Le texte et la photo de ce tweet a été immédiatement publié et diffusé par l’agence de presse officielle iranienne, IRNA, offrant à cette prise de position une dimension politique bien sérieuse : http://www.irna.ir/fa/News/82542164/
Or, il ne s’agit pas là de la seule réaction de ce type des hautes autorités iraniennes sur l’attentat de Manchester. Le général Salami, commandant-en-chef adjoint des Pasdaran a également déclaré : « Ceux qui se considéraient un havre de sécurité, devront aujourd’hui faire face aux problèmes de sécurité, comme le type d’incident survenu à Manchester ».
Un peu plus loin, Salami a ajouté des propos qui méritent réflexion :
« Une cinquantaine de chefs d’Etats se sont rassemblés en Arabie Saoudite pour dire une seule chose : « l’Iran est une puissance incontrôlable », et pour nous c’est une source de fierté ».

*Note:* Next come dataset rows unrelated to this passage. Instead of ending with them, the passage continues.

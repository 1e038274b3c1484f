use common::Role;
use serde_json::json;

use crate::common::{SEEDED_INSTITUTION, TestApp, routes};

mod catalogue {
    use super::*;

    #[tokio::test]
    async fn default_challenges_are_seeded_once() {
        let app = TestApp::spawn().await;
        server::seed::run(&app.db).await.unwrap();

        let res = app.get_without_token(routes::CHALLENGES).await;

        assert_eq!(res.status, 200, "{}", res.text);
        let list = res.data().as_array().unwrap();
        assert_eq!(list.len(), 2);
        let walk = list.iter().find(|c| c["title"] == "Caminhada Diária").unwrap();
        assert_eq!(walk["type"], "PHYSICAL");
        assert_eq!(walk["score"], 150);
        assert_eq!(walk["status"], "ACTIVE");
        assert_eq!(walk["checks"], 0);
        let reading = list.iter().find(|c| c["title"] == "Leitura Semanal").unwrap();
        assert_eq!(reading["type"], "INTELLECTUAL");
        assert_eq!(reading["score"], 100);
    }

    #[tokio::test]
    async fn challenges_filter_by_type_and_status() {
        let app = TestApp::spawn().await;
        let user = app.create_user("Ana").await;
        app.create_challenge(&user.token, "Mutirão", 20).await;

        let social = app.get_without_token(&routes::challenges_by_type("social")).await;
        assert_eq!(social.status, 200, "{}", social.text);
        assert_eq!(social.data().as_array().unwrap().len(), 1);

        let physical = app.get_without_token(&routes::challenges_by_type("PHYSICAL")).await;
        assert_eq!(physical.data().as_array().unwrap().len(), 1);

        let active = app.get_without_token(&routes::challenges_by_status("ACTIVE")).await;
        assert_eq!(active.data().as_array().unwrap().len(), 3);

        let bogus = app.get_without_token(&routes::challenges_by_type("CULINARY")).await;
        bogus.assert_error(400, "VALIDATION_ERROR");
    }

    #[tokio::test]
    async fn challenges_filter_by_family() {
        let app = TestApp::spawn().await;
        let user = app.create_user("Ana").await;

        let res = app
            .post_with_token(
                routes::CHALLENGES,
                &json!({
                    "title": "Horta em família",
                    "description": "Plantem juntos",
                    "type": "ENVIRONMENTAL",
                    "score": 40,
                    "familyId": 7,
                }),
                &user.token,
            )
            .await;
        assert_eq!(res.status, 201, "{}", res.text);

        let family = app.get_without_token(&routes::challenges_by_family(7)).await;
        assert_eq!(family.data().as_array().unwrap().len(), 1);
        assert_eq!(family.data()[0]["familyId"], 7);

        let none = app.get_without_token(&routes::challenges_by_family(8)).await;
        assert!(none.data().as_array().unwrap().is_empty());
    }

    #[tokio::test]
    async fn missing_challenge_is_not_found() {
        let app = TestApp::spawn().await;

        let res = app.get_without_token(&routes::challenge(9999)).await;

        res.assert_error(404, "NOT_FOUND");
        assert_eq!(res.body["message"], "Challenge not found with id: 9999");
    }
}

mod management {
    use super::*;

    #[tokio::test]
    async fn scoped_challenge_requires_institution_membership() {
        let app = TestApp::spawn().await;
        let user = app.create_user("Ana").await;
        let staff = app
            .create_user_with_role("Prof", Role::InstitutionStaff, Some(SEEDED_INSTITUTION))
            .await;
        let body = json!({
            "title": "Gincana",
            "description": "Gincana da escola",
            "type": "SOCIAL",
            "score": 30,
            "institutionId": SEEDED_INSTITUTION,
        });

        let denied = app.post_with_token(routes::CHALLENGES, &body, &user.token).await;
        denied.assert_error(403, "PERMISSION_DENIED");

        let res = app.post_with_token(routes::CHALLENGES, &body, &staff.token).await;
        assert_eq!(res.status, 201, "{}", res.text);
        assert_eq!(res.data()["institutionId"], SEEDED_INSTITUTION);
    }

    #[tokio::test]
    async fn negative_score_is_invalid() {
        let app = TestApp::spawn().await;
        let user = app.create_user("Ana").await;

        let res = app
            .post_with_token(
                routes::CHALLENGES,
                &json!({"title": "X", "description": "Y", "type": "SOCIAL", "score": -5}),
                &user.token,
            )
            .await;

        res.assert_error(400, "VALIDATION_ERROR");
    }

    #[tokio::test]
    async fn update_keeps_status_when_omitted() {
        let app = TestApp::spawn().await;
        let admin = app.create_admin().await;
        let id = app.create_challenge(&admin.token, "Mutirão", 20).await;

        let res = app
            .put_with_token(
                &routes::challenge(id),
                &json!({"title": "Mutirão de limpeza", "description": "Limpar a praça", "type": "ENVIRONMENTAL", "score": 25}),
                &admin.token,
            )
            .await;

        assert_eq!(res.status, 200, "{}", res.text);
        assert_eq!(res.data()["title"], "Mutirão de limpeza");
        assert_eq!(res.data()["type"], "ENVIRONMENTAL");
        assert_eq!(res.data()["status"], "ACTIVE");
    }

    #[tokio::test]
    async fn unscoped_challenges_are_managed_by_admins_only() {
        let app = TestApp::spawn().await;
        let user = app.create_user("Ana").await;
        let admin = app.create_admin().await;
        let id = app.create_challenge(&user.token, "Mutirão", 20).await;

        let denied = app.delete_with_token(&routes::challenge(id), &user.token).await;
        denied.assert_error(403, "PERMISSION_DENIED");

        let res = app.delete_with_token(&routes::challenge(id), &admin.token).await;
        assert_eq!(res.status, 200, "{}", res.text);
        assert_eq!(res.body["message"], "Challenge deleted successfully");
    }
}

mod participation {
    use super::*;

    #[tokio::test]
    async fn completing_awards_score_and_counts_a_check() {
        let app = TestApp::spawn().await;
        let admin = app.create_admin().await;
        let user = app.create_user("Ana").await;
        let id = app.create_challenge(&admin.token, "Mutirão", 40).await;

        let joined = app.post_empty(&routes::participate(id, user.id), &user.token).await;
        assert_eq!(joined.status, 200, "{}", joined.text);
        assert_eq!(joined.body["message"], "Successfully joined the challenge");

        let done = app.post_empty(&routes::complete(id, user.id), &user.token).await;
        assert_eq!(done.status, 200, "{}", done.text);
        assert_eq!(done.body["message"], "Challenge completed successfully");

        let challenge = app.get_without_token(&routes::challenge(id)).await;
        assert_eq!(challenge.data()["checks"], 1);
        assert_eq!(challenge.data()["participantIds"], json!([user.id]));
        assert_eq!(challenge.data()["completedByIds"], json!([user.id]));

        let me = app.get_with_token(routes::ME, &user.token).await;
        assert_eq!(me.data()["score"], 40);
        assert_eq!(me.data()["participatingChallengeIds"], json!([id]));
        assert_eq!(me.data()["completedChallengeIds"], json!([id]));

        let participants = app
            .get_with_token(&routes::challenge_participants(id), &user.token)
            .await;
        assert_eq!(participants.status, 200, "{}", participants.text);
        assert_eq!(participants.data()[0]["userId"], user.id);
        assert!(participants.data()[0]["completedAt"].is_string());
    }

    #[tokio::test]
    async fn completing_without_participating_is_rejected() {
        let app = TestApp::spawn().await;
        let admin = app.create_admin().await;
        let user = app.create_user("Ana").await;
        let id = app.create_challenge(&admin.token, "Mutirão", 40).await;

        let res = app.post_empty(&routes::complete(id, user.id), &user.token).await;

        res.assert_error(400, "REJECTED");
        assert_eq!(res.body["message"], "Failed to complete challenge");
        assert_eq!(res.body["errors"], "User may not be participating in this challenge");
    }

    #[tokio::test]
    async fn second_completion_does_not_award_again() {
        let app = TestApp::spawn().await;
        let admin = app.create_admin().await;
        let user = app.create_user("Ana").await;
        let id = app.create_challenge(&admin.token, "Mutirão", 40).await;
        app.post_empty(&routes::participate(id, user.id), &user.token).await;
        app.post_empty(&routes::complete(id, user.id), &user.token).await;

        let res = app.post_empty(&routes::complete(id, user.id), &user.token).await;
        res.assert_error(400, "REJECTED");

        let me = app.get_with_token(routes::ME, &user.token).await;
        assert_eq!(me.data()["score"], 40);
        let challenge = app.get_without_token(&routes::challenge(id)).await;
        assert_eq!(challenge.data()["checks"], 1);
    }

    #[tokio::test]
    async fn joining_twice_is_rejected() {
        let app = TestApp::spawn().await;
        let admin = app.create_admin().await;
        let user = app.create_user("Ana").await;
        let id = app.create_challenge(&admin.token, "Mutirão", 40).await;
        app.post_empty(&routes::participate(id, user.id), &user.token).await;

        let res = app.post_empty(&routes::participate(id, user.id), &user.token).await;

        res.assert_error(400, "REJECTED");
        assert_eq!(res.body["errors"], "User may already be participating");
    }

    #[tokio::test]
    async fn user_cannot_join_on_behalf_of_someone_else() {
        let app = TestApp::spawn().await;
        let admin = app.create_admin().await;
        let ana = app.create_user("Ana").await;
        let bruno = app.create_user("Bruno").await;
        let id = app.create_challenge(&admin.token, "Mutirão", 40).await;

        let res = app.post_empty(&routes::participate(id, bruno.id), &ana.token).await;

        res.assert_error(403, "PERMISSION_DENIED");
    }
}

http://www.farsnews.com/newstext.php?nn=13960303001326
Simultanément, dans le titre de son édito d’un ton insultant envers la Grande Bretagne, le quotidien « Javan », le porte-voix principal des Pasdaran et de la milice Bassidj, écrivait : « Le vieux renard dans le piège des loups solitaires ». Ce quotidien des Pasdaran estime que « l’Angleterre qui a toujours fait partie des soutiens des groupes terroristes ‘Takfiri’, est aujourd’hui la cible d’un autre attentat terroriste ».
Le quotidien explique que « l’attentat terroriste à Manchester doit être interprété comme le retour inévitable de bâton en raison des conséquences des politiques de deux poids, deux mesures de l’Occident, dont de l’Angleterre, face au phénomène terroriste ».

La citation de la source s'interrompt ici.